A lot has been written about how the Nikon D7000 camera bodies provide cleaner images at higher ISO settings than previous DX bodies. My personal feeling has been that, while the low light performance is certainly a big
improvement of what I had prior, I still see noise in my images. It isn't the nasty kind, but rather, a finer grain. BUT, it is still present.

While reading an article written by Thom Hogan on his findings when comparing noise across three different full frame models, I came upon a statement of his that said, that he always had his cameras set at base ISO and only in rare occasions did he stray above ISO 400.

Well, that made sense to me. So, I set up my camera on a tripod this morning. The lens used was the 70-200mm f2.8. I was bound and determined to see if I could get reasonably good images of birds in lousy light.

The following 2 images are good examples of what I got this morning. The photos were pp in CS6. I did not adjust noise in any way. I did adjust the sharpness and clarity sliders up a tweak.

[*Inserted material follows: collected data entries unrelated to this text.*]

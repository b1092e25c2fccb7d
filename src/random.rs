//! Random Source
//!
//! Every random draw in the crate (dice, generated records, random picks)
//! goes through [`RandomSource`], so tests can inject fixed sequences.
//!
//! ## Implementations
//! - [`ThreadRandom`]: production, `rand::thread_rng()`
//! - [`SeededRandom`]: reproducible runs (benchmarks, `--seed` on the CLI)
//! - [`FixedRandom`]: replays a fixed sequence, for tests

use std::sync::atomic::{AtomicUsize, Ordering};

use parking_lot::Mutex;
use rand::rngs::StdRng;
use rand::{Rng, SeedableRng};

/// Source of uniformly distributed integers
pub trait RandomSource: Send + Sync {
    /// Random integer in `[min, max]`, inclusive on both ends
    fn range(&self, min: i64, max: i64) -> i64;

    /// Random index into a collection of `len` elements
    ///
    /// `len` must be non-zero.
    fn index(&self, len: usize) -> usize {
        debug_assert!(len > 0, "index() on an empty collection");
        self.range(0, len as i64 - 1) as usize
    }
}

/// Production random source backed by the thread-local RNG
#[derive(Debug, Clone, Copy, Default)]
pub struct ThreadRandom;

impl RandomSource for ThreadRandom {
    fn range(&self, min: i64, max: i64) -> i64 {
        rand::thread_rng().gen_range(min..=max)
    }
}

/// Deterministic random source seeded once
pub struct SeededRandom {
    rng: Mutex<StdRng>,
}

impl SeededRandom {
    pub fn new(seed: u64) -> Self {
        Self {
            rng: Mutex::new(StdRng::seed_from_u64(seed)),
        }
    }
}

impl RandomSource for SeededRandom {
    fn range(&self, min: i64, max: i64) -> i64 {
        self.rng.lock().gen_range(min..=max)
    }
}

/// Replays a fixed sequence of values, cycling when exhausted
///
/// Each value is clamped into the requested range.
#[derive(Debug)]
pub struct FixedRandom {
    values: Vec<i64>,
    cursor: AtomicUsize,
}

impl FixedRandom {
    /// Create a source that yields `values` in order
    pub fn new(values: Vec<i64>) -> Self {
        assert!(!values.is_empty(), "FixedRandom needs at least one value");
        Self {
            values,
            cursor: AtomicUsize::new(0),
        }
    }

    /// Create a source that always yields the same value
    pub fn constant(value: i64) -> Self {
        Self::new(vec![value])
    }

    /// Number of draws made so far
    pub fn draws(&self) -> usize {
        self.cursor.load(Ordering::SeqCst)
    }
}

impl RandomSource for FixedRandom {
    fn range(&self, min: i64, max: i64) -> i64 {
        let idx = self.cursor.fetch_add(1, Ordering::SeqCst);
        self.values[idx % self.values.len()].clamp(min, max)
    }
}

The following images is offered for comparison. Taken at ISO800.
You can see, that while the noise is not generally offensive, it is nonetheless present:



So what did I learn this morning? Since these are some of the cleanest bird images I've ever seen come out of the D7000, I think I'm not going to go above ISO400, use the tripod, and slow the shutter down to the slowest possible speed to get the shot.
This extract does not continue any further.